Evgueni Stuchenko: A la izquierda muchachos, a la izquierda, pero nunca más a la izquierda de vuest

viernes, 24 de febrero de 2012

Hablando de la muerte (2)



Desde niño he tenido la muerte muchas veces en mis manos. No era la muerte mía, sino la de tantos chivos como sacrifiqué con destino al comercio y al sustento de la economía familiar. No me estremecí ni una sola vez al clavar el cuchillo en el gaznate de los animalitos, ni mientras contemplaba su sangre (sin adjetivos ahora) cayendo sobre el plato son sal gorda para que no se coagulara y sirviese también de avituallamiento, ni cuando, como experimentado matador, los descoyuntaba a la postre pisándoles el cuello y tirando de sus patitas traseras. Era parte de mi profesión de cabrero, y nacían más chivos de los que necesitábamos en la piara.

Las personas que aman sobremanera a los animales, las que forman las organizaciones en defensa de los animales tal vez se sientan ofendidos, sus sentimientos heridos, por lo que digo. Pero fue verdad: después los despellejaba de pies a cabeza y los abría en canal para quitarles las tripas y grasas inútiles para los restaurantes. Pueden creerlo: nunca me sentí ni culpable ni triste en mis faenas.

En otras ocasiones había que ahorcar los perros que se hacían viejos e inservibles. Y los ahorqué, mirando su agitada muerte. A veces una perra paría muchos cachorrillos y nos mandaban a los zagales a matarles la mayoría de ellos. Los tirábamos con toda nuestra fuerza contra la pared o contra el suelo y ahí se quedaba su mínima vida. Después los enterrábamos en el muladar. Se pudrían en poco tiempo. No había conmoción alguna por nuestra parte, más bien nos divertía esa barbaridad. La muerte, entonces, formaba parte de nuestro crecimiento emocional. No había que temerle.
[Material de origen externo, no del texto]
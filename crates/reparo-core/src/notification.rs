//! # Notification Composer
//!
//! Renders service-desk events into the chat messages customers receive.
//!
//! ## Message Layout
//! ```text
//! ┌─────────────────────────────────────────────────────────────────────────┐
//! │  SERVICE CREATED                     SERVICE STATUS CHANGED            │
//! │  ───────────────                     ──────────────────────            │
//! │  greeting                            greeting                          │
//! │  number / received / status          number / device                   │
//! │  device (brand, model, serial?)      headline + next steps             │
//! │  problem (symptoms?, notes?)         diagnosis?                        │
//! │  estimated cost or placeholder       solution?                         │
//! │  parts + subtotal?                   actual cost? (only if > 0)        │
//! │  contact block                       completed at? (completed only)    │
//! │  status link                         status link                       │
//! │                                      sign-off                          │
//! └─────────────────────────────────────────────────────────────────────────┘
//! ```
//!
//! Sections marked `?` disappear entirely when their data is missing. The
//! section order is fixed; message history in the shop's chat depends on it.
//!
//! Everything here is pure: the same notice and composer always produce the
//! same text.

use chrono::{DateTime, FixedOffset, Offset, Utc};

use crate::types::{NotificationEvent, ServiceNotice, ServiceStatus};

/// Default public page where customers look up a ticket.
pub const DEFAULT_STATUS_BASE_URL: &str = "https://reparo.id/cek-servis";

/// Western Indonesia Time (WIB), UTC+7.
pub const DEFAULT_UTC_OFFSET_HOURS: i32 = 7;

const TIMESTAMP_FORMAT: &str = "%d/%m/%Y %H:%M";

/// Placeholder shown when no quote has been given yet.
const COST_PENDING: &str = "Menunggu pengecekan teknisi";

// =============================================================================
// Status Phrases
// =============================================================================

/// Label shown in the "service created" header.
///
/// Statuses outside the intake set fall back to the pending label.
pub fn status_label(status: &ServiceStatus) -> &'static str {
    match status {
        ServiceStatus::Pending => "Menunggu Pengecekan",
        ServiceStatus::Checking => "Sedang Dicek",
        ServiceStatus::InProgress => "Sedang Dikerjakan",
        ServiceStatus::WaitingParts => "Menunggu Suku Cadang",
        ServiceStatus::WaitingPayment => "Menunggu Pembayaran",
        ServiceStatus::Completed => "Selesai",
        ServiceStatus::Delivered => "Sudah Diambil",
        ServiceStatus::Cancelled => "Dibatalkan",
        _ => "Menunggu Pengecekan",
    }
}

/// Headline and next-steps sentence for a status change.
pub fn status_update_phrases(status: &ServiceStatus) -> (&'static str, &'static str) {
    match status {
        ServiceStatus::Checking => (
            "Sedang Dicek",
            "Teknisi kami sedang memeriksa perangkat Anda. Hasil diagnosa akan kami kabarkan secepatnya.",
        ),
        ServiceStatus::InProgress => (
            "Sedang Dikerjakan",
            "Perangkat Anda sedang dalam proses perbaikan oleh teknisi kami.",
        ),
        ServiceStatus::Completed => (
            "Selesai",
            "Perangkat Anda sudah selesai diperbaiki dan siap diambil. Jangan lupa membawa nota servis.",
        ),
        ServiceStatus::Cancelled => (
            "Dibatalkan",
            "Servis perangkat Anda dibatalkan. Silakan hubungi kami untuk informasi lebih lanjut.",
        ),
        ServiceStatus::WaitingParts => (
            "Menunggu Suku Cadang",
            "Kami sedang menunggu suku cadang yang dibutuhkan. Kami akan mengabari begitu suku cadang tersedia.",
        ),
        ServiceStatus::WaitingPayment => (
            "Menunggu Pembayaran",
            "Silakan selesaikan pembayaran agar perangkat dapat segera diambil.",
        ),
        ServiceStatus::WaitingConfirmation => (
            "Menunggu Konfirmasi",
            "Mohon konfirmasi persetujuan biaya perbaikan agar kami dapat melanjutkan servis.",
        ),
        ServiceStatus::Testing => (
            "Tahap Pengujian",
            "Perangkat Anda sedang dalam tahap pengujian akhir untuk memastikan semuanya berfungsi normal.",
        ),
        _ => (
            "Diperbarui",
            "Status servis Anda telah diperbarui. Hubungi kami untuk detail lebih lanjut.",
        ),
    }
}

// =============================================================================
// Composer
// =============================================================================

/// Renders notification events into message text.
///
/// ## Example
/// ```rust,ignore
/// let composer = NotificationComposer::new("https://toko.example/cek");
/// let text = composer.render(&event);
/// dispatcher.send(event.recipient_phone(), &text).await;
/// ```
#[derive(Debug, Clone)]
pub struct NotificationComposer {
    status_base_url: String,
    utc_offset: FixedOffset,
}

impl Default for NotificationComposer {
    fn default() -> Self {
        NotificationComposer::new(DEFAULT_STATUS_BASE_URL)
    }
}

impl NotificationComposer {
    /// Creates a composer linking to `status_base_url`, rendering times in WIB.
    pub fn new(status_base_url: impl Into<String>) -> Self {
        NotificationComposer {
            status_base_url: status_base_url.into(),
            utc_offset: offset_from_hours(DEFAULT_UTC_OFFSET_HOURS),
        }
    }

    /// Renders timestamps at a different UTC offset.
    ///
    /// Offsets outside ±23h are ignored and UTC is used instead.
    pub fn with_utc_offset_hours(mut self, hours: i32) -> Self {
        self.utc_offset = offset_from_hours(hours);
        self
    }

    /// Returns the status page for a service number.
    pub fn status_url(&self, service_number: &str) -> String {
        format!(
            "{}/{}",
            self.status_base_url.trim_end_matches('/'),
            service_number.trim()
        )
    }

    /// Renders whichever message the event calls for.
    pub fn render(&self, event: &NotificationEvent) -> String {
        match event {
            NotificationEvent::ServiceCreated(notice) => self.render_service_created(notice),
            NotificationEvent::ServiceStatusChanged(notice) => {
                self.render_service_status_changed(notice)
            }
        }
    }

    /// Renders the intake confirmation sent when a ticket is opened.
    pub fn render_service_created(&self, notice: &ServiceNotice) -> String {
        let ticket = &notice.ticket;
        let mut sections: Vec<String> = Vec::with_capacity(10);

        sections.push(format!(
            "Halo *{}*,\n\nTerima kasih telah mempercayakan perangkat Anda kepada *{}*. Berikut detail servis Anda:",
            notice.customer.name.trim(),
            notice.store.name.trim()
        ));

        sections.push(format!(
            "*No. Servis:* {}\n*Tanggal Masuk:* {}\n*Status:* {}",
            ticket.service_number,
            self.format_timestamp(&ticket.received_at),
            status_label(&ticket.status)
        ));

        let mut device = vec![
            "*Perangkat*".to_string(),
            format!("Jenis: {}", ticket.device_type.trim()),
        ];
        if let Some(brand) = present(&ticket.brand) {
            device.push(format!("Merek: {}", brand));
        }
        if let Some(model) = present(&ticket.model) {
            device.push(format!("Model: {}", model));
        }
        if let Some(serial) = present(&ticket.serial_number) {
            device.push(format!("No. Seri: {}", serial));
        }
        sections.push(device.join("\n"));

        let mut problem = vec![
            "*Keluhan*".to_string(),
            ticket.problem_description.trim().to_string(),
        ];
        if let Some(symptoms) = present(&ticket.symptoms) {
            problem.push(format!("Gejala: {}", symptoms));
        }
        if let Some(notes) = present(&ticket.technician_notes) {
            problem.push(format!("Catatan Teknisi: {}", notes));
        }
        sections.push(problem.join("\n"));

        let estimate = match ticket.estimated_cost {
            Some(cost) => cost.to_string(),
            None => COST_PENDING.to_string(),
        };
        sections.push(format!("*Estimasi Biaya:* {}", estimate));

        if !ticket.parts.is_empty() {
            let mut parts = vec!["*Suku Cadang*".to_string()];
            parts.extend(
                ticket
                    .parts
                    .iter()
                    .map(|part| format!("• {} x{} @ {}", part.name.trim(), part.quantity, part.unit_price)),
            );
            parts.push(format!("*Subtotal Suku Cadang:* {}", ticket.parts_subtotal()));
            sections.push(parts.join("\n"));
        }

        let mut contact = vec![
            "*Hubungi Kami*".to_string(),
            format!("{} - {}", notice.store.name.trim(), notice.store.phone.trim()),
        ];
        if let Some(address) = present(&notice.store.address) {
            contact.push(address.to_string());
        }
        sections.push(contact.join("\n"));

        sections.push(self.status_link(&ticket.service_number));

        sections.join("\n\n")
    }

    /// Renders the update sent when a ticket changes status.
    pub fn render_service_status_changed(&self, notice: &ServiceNotice) -> String {
        let ticket = &notice.ticket;
        let (headline, next_steps) = status_update_phrases(&ticket.status);
        let mut sections: Vec<String> = Vec::with_capacity(9);

        sections.push(format!(
            "Halo *{}*,\n\nAda kabar terbaru untuk servis Anda di *{}*.",
            notice.customer.name.trim(),
            notice.store.name.trim()
        ));

        sections.push(format!(
            "*No. Servis:* {}\n*Perangkat:* {}",
            ticket.service_number,
            ticket.device_summary()
        ));

        sections.push(format!("*Status: {}*\n{}", headline, next_steps));

        if let Some(diagnosis) = present(&ticket.diagnosis) {
            sections.push(format!("*Diagnosa:*\n{}", diagnosis));
        }

        if let Some(solution) = present(&ticket.solution) {
            sections.push(format!("*Solusi:*\n{}", solution));
        }

        if let Some(cost) = ticket.actual_cost.filter(|cost| cost.is_positive()) {
            sections.push(format!("*Biaya Akhir:* {}", cost));
        }

        if ticket.status == ServiceStatus::Completed {
            if let Some(completed_at) = &ticket.completed_at {
                sections.push(format!(
                    "*Selesai pada:* {}",
                    self.format_timestamp(completed_at)
                ));
            }
        }

        sections.push(self.status_link(&ticket.service_number));

        sections.push(format!("Terima kasih,\n*{}*", notice.store.name.trim()));

        sections.join("\n\n")
    }

    fn status_link(&self, service_number: &str) -> String {
        format!(
            "Cek status servis Anda kapan saja di:\n{}",
            self.status_url(service_number)
        )
    }

    fn format_timestamp(&self, at: &DateTime<Utc>) -> String {
        at.with_timezone(&self.utc_offset)
            .format(TIMESTAMP_FORMAT)
            .to_string()
    }
}

/// Treats blank strings the same as missing ones.
fn present(field: &Option<String>) -> Option<&str> {
    field.as_deref().map(str::trim).filter(|s| !s.is_empty())
}

fn offset_from_hours(hours: i32) -> FixedOffset {
    hours
        .checked_mul(3600)
        .and_then(FixedOffset::east_opt)
        .unwrap_or_else(|| Utc.fix())
}

// =============================================================================
// Unit Tests
// =============================================================================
El último animal que he tenido que sacrificar se llamaba Badi. Una simpática perra ratera que perteneció a mi madre y heredé cuando ella murió. Vivió con nosotros varios años desde que murió mi madre y el animal ya había cumplido casi cuatro lustros. Le atacaron varias enfermedades que el veterinario intentaba paliar pero, al fin, se quedó casi ciega y un tumor le corroía las entrañas. La llevé de nuevo al veterinario, a sabiendas de que no tenia remedio, y él me habló claro. Entonces sí sentí la punzada de la muerte en mi pecho. Abracé a Badi y comencé a llorar repentinamente. Lloré con lágrimas de verdad, compungido, así como se llora si es un ser muy querido el que se te muere en los brazos. El veterinario me consoló y rogó que volviese media hora después. Cuando volví la había envuelto en la misma caja de cartón donde la llevé. La cogí y de seguido me fui con ella al huerto; hice un hoyo bajo el nogal y allí la dejé.

2 comentarios:

Manuel Marcos dijo...

Sentimientos puros, que no están manchados con las conveniencias ni los prejuicios de hoy en día. Saludos.

Anónimo dijo...

Como me ha gustado esta entrada Pruden, habrá a quien pueda parecerle políticamente incorrecta, pero que le den a lo políticamente correcto, en serio te lo digo. Tú no cuentas otra cosa que la verdad, la muerte de aquellos animales en ningún caso era por placer ni por hacer una gracia. Eso sí, el ahorcamiento de perros (en mi niñez de pedradas y olivarillo recuerdo muchos galgos colgados) por suerte es algo que ya se ha superado en Andalucía, la grandísima mayoría de los galgos que ya no corren se entregan a Control Animal. Enhorabuena por esta entrada. Siento lo de tu perrita heredada.